Goal of the exercise »
Within the entries that follow, show each line where the word "Linux" occurs.

[[ Given data open ]]

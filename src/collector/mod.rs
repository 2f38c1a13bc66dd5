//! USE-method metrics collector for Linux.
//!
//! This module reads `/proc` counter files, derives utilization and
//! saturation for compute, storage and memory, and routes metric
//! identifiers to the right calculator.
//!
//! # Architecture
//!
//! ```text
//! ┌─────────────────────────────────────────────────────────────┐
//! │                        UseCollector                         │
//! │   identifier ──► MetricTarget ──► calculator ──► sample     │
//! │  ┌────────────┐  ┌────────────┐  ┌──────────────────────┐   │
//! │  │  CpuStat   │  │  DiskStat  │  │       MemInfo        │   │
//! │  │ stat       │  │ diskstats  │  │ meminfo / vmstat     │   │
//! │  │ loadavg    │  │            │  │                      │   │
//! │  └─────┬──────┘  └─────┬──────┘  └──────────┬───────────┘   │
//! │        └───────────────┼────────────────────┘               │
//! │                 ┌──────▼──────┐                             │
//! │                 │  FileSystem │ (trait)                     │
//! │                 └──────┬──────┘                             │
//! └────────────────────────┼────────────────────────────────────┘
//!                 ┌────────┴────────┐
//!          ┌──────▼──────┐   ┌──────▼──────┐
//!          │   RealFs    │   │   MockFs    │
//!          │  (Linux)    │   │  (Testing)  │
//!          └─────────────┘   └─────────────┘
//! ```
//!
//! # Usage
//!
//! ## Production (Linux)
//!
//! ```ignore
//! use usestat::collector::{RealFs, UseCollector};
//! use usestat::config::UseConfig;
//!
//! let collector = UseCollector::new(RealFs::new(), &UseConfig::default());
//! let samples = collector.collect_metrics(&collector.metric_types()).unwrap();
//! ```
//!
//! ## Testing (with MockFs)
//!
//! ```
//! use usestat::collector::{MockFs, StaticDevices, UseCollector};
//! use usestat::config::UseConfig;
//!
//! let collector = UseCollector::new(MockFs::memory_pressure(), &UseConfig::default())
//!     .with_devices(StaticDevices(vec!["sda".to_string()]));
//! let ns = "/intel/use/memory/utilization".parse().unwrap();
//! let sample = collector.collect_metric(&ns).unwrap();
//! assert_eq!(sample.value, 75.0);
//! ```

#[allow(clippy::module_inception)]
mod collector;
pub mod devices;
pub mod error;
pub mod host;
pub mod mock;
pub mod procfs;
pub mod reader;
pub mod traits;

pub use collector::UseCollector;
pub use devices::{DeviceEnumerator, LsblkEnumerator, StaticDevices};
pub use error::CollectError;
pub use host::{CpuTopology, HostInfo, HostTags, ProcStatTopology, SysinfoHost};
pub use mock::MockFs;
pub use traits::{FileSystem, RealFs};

[[ Given data closed ]]

Solution to this task »
//! USE-method metrics collector for Linux.
//!          │  (Linux)    │   │  (Testing)  │
//! ## Production (Linux)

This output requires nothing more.